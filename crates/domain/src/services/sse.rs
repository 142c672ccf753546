//! Decoding of the upstream `text/event-stream` body.
//!
//! Network chunks are not aligned with lines, so the decoder keeps the
//! trailing partial line (as raw bytes, which may also split a UTF-8
//! sequence) until the next push.

use crate::services::tool_calls::ToolCallChunk;
use serde::Deserialize;

#[derive(Debug, Clone, PartialEq, Eq)]
pub enum SseFrame {
    /// The `[DONE]` sentinel.
    Done,
    /// Any other `data:` payload, untouched.
    Data(String),
}

#[derive(Debug, Default)]
pub struct SseDecoder {
    buffer: Vec<u8>,
}

impl SseDecoder {
    pub fn new() -> Self {
        Self::default()
    }

    /// Feeds a network chunk and returns every complete frame it finished.
    pub fn push(&mut self, bytes: &[u8]) -> Vec<SseFrame> {
        self.buffer.extend_from_slice(bytes);

        let mut frames = Vec::new();
        while let Some(pos) = self.buffer.iter().position(|b| *b == b'\n') {
            let line: Vec<u8> = self.buffer.drain(..=pos).collect();
            if let Some(frame) = parse_line(&line) {
                frames.push(frame);
            }
        }
        frames
    }

    /// Flushes a final line that was not newline-terminated.
    pub fn finish(&mut self) -> Option<SseFrame> {
        let line = std::mem::take(&mut self.buffer);
        parse_line(&line)
    }
}

fn parse_line(raw: &[u8]) -> Option<SseFrame> {
    let line = String::from_utf8_lossy(raw);
    let line = line.trim_end_matches(['\n', '\r']);

    if line.trim().is_empty() || line.starts_with(':') {
        return None;
    }

    let payload = line
        .strip_prefix("data: ")
        .or_else(|| line.strip_prefix("data:"))?;

    if payload.trim() == "[DONE]" {
        Some(SseFrame::Done)
    } else {
        Some(SseFrame::Data(payload.to_string()))
    }
}

/// How the proxy treats a data payload.
#[derive(Debug, Clone, PartialEq)]
pub enum ChunkKind {
    /// `choices[0].delta.tool_calls` present: buffer, never forward.
    ToolCallDelta(Vec<ToolCallChunk>),
    /// Regular completion chunk: forward verbatim.
    Content,
    /// Not JSON: forward verbatim.
    Unparseable,
}

#[derive(Debug, Deserialize)]
struct StreamChunk {
    #[serde(default)]
    choices: Vec<StreamChoice>,
}

#[derive(Debug, Deserialize)]
struct StreamChoice {
    #[serde(default)]
    delta: Option<StreamDelta>,
}

#[derive(Debug, Deserialize)]
struct StreamDelta {
    #[serde(default)]
    tool_calls: Option<Vec<ToolCallChunk>>,
}

pub fn classify(payload: &str) -> ChunkKind {
    let Ok(chunk) = serde_json::from_str::<StreamChunk>(payload) else {
        return ChunkKind::Unparseable;
    };

    let tool_calls = chunk
        .choices
        .into_iter()
        .next()
        .and_then(|choice| choice.delta)
        .and_then(|delta| delta.tool_calls);

    match tool_calls {
        Some(calls) if !calls.is_empty() => ChunkKind::ToolCallDelta(calls),
        _ => ChunkKind::Content,
    }
}

#[cfg(test)]
mod tests {
    use super::*;

    #[test]
    fn test_push_splits_lines_and_skips_noise() {
        let mut decoder = SseDecoder::new();
        let frames = decoder.push(b": OPENROUTER PROCESSING\n\ndata: {\"a\":1}\n\ndata: [DONE]\n\n");
        assert_eq!(
            frames,
            vec![SseFrame::Data("{\"a\":1}".to_string()), SseFrame::Done]
        );
    }

    #[test]
    fn test_partial_lines_are_buffered_across_pushes() {
        let mut decoder = SseDecoder::new();
        assert!(decoder.push(b"data: {\"choi").is_empty());
        assert!(decoder.push(b"ces\":[]}").is_empty());
        assert_eq!(
            decoder.push(b"\r\ndata: x"),
            vec![SseFrame::Data("{\"choices\":[]}".to_string())]
        );
        assert_eq!(decoder.finish(), Some(SseFrame::Data("x".to_string())));
        assert_eq!(decoder.finish(), None);
    }

    #[test]
    fn test_split_utf8_sequence_survives() {
        let payload = "data: {\"content\":\"café\"}\n".as_bytes();
        let split = payload.len() - 4;
        let mut decoder = SseDecoder::new();
        assert!(decoder.push(&payload[..split]).is_empty());
        assert_eq!(
            decoder.push(&payload[split..]),
            vec![SseFrame::Data("{\"content\":\"café\"}".to_string())]
        );
    }

    #[test]
    fn test_non_data_fields_ignored() {
        let mut decoder = SseDecoder::new();
        assert!(decoder.push(b"event: ping\nid: 4\n").is_empty());
    }

    #[test]
    fn test_classify_content() {
        let payload = r#"{"choices":[{"delta":{"content":"Hello"}}]}"#;
        assert_eq!(classify(payload), ChunkKind::Content);
    }

    #[test]
    fn test_classify_tool_call_delta() {
        let payload = r#"{"choices":[{"delta":{"tool_calls":[{"index":0,"id":"call_1","type":"function","function":{"name":"search_web","arguments":""}}]}}]}"#;
        let ChunkKind::ToolCallDelta(calls) = classify(payload) else {
            panic!("expected tool call delta");
        };
        assert_eq!(calls.len(), 1);
        assert_eq!(calls[0].id.as_deref(), Some("call_1"));
        assert_eq!(
            calls[0].function.as_ref().and_then(|f| f.name.as_deref()),
            Some("search_web")
        );
    }

    #[test]
    fn test_classify_null_or_empty_tool_calls_is_content() {
        assert_eq!(
            classify(r#"{"choices":[{"delta":{"tool_calls":null}}]}"#),
            ChunkKind::Content
        );
        assert_eq!(
            classify(r#"{"choices":[{"delta":{"tool_calls":[]}}]}"#),
            ChunkKind::Content
        );
        assert_eq!(classify(r#"{"choices":[]}"#), ChunkKind::Content);
    }

    #[test]
    fn test_classify_garbage() {
        assert_eq!(classify("not json"), ChunkKind::Unparseable);
    }
}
──────────
» WHAT YOU ARE ASKED TO DO: Output exactly the lines from the one containing "assert_eq!(classify(payload), ChunkKind::Content);" through the last line of the records, both included. Output nothing else.

» EXERCISE OUTPUT:
        assert_eq!(classify(payload), ChunkKind::Content);
    }

    #[test]
    fn test_classify_tool_call_delta() {
        let payload = r#"{"choices":[{"delta":{"tool_calls":[{"index":0,"id":"call_1","type":"function","function":{"name":"search_web","arguments":""}}]}}]}"#;
        let ChunkKind::ToolCallDelta(calls) = classify(payload) else {
            panic!("expected tool call delta");
        };
        assert_eq!(calls.len(), 1);
        assert_eq!(calls[0].id.as_deref(), Some("call_1"));
        assert_eq!(
            calls[0].function.as_ref().and_then(|f| f.name.as_deref()),
            Some("search_web")
        );
    }

    #[test]
    fn test_classify_null_or_empty_tool_calls_is_content() {
        assert_eq!(
            classify(r#"{"choices":[{"delta":{"tool_calls":null}}]}"#),
            ChunkKind::Content
        );
        assert_eq!(
            classify(r#"{"choices":[{"delta":{"tool_calls":[]}}]}"#),
            ChunkKind::Content
        );
        assert_eq!(classify(r#"{"choices":[]}"#), ChunkKind::Content);
    }

    #[test]
    fn test_classify_garbage() {
        assert_eq!(classify("not json"), ChunkKind::Unparseable);
    }
}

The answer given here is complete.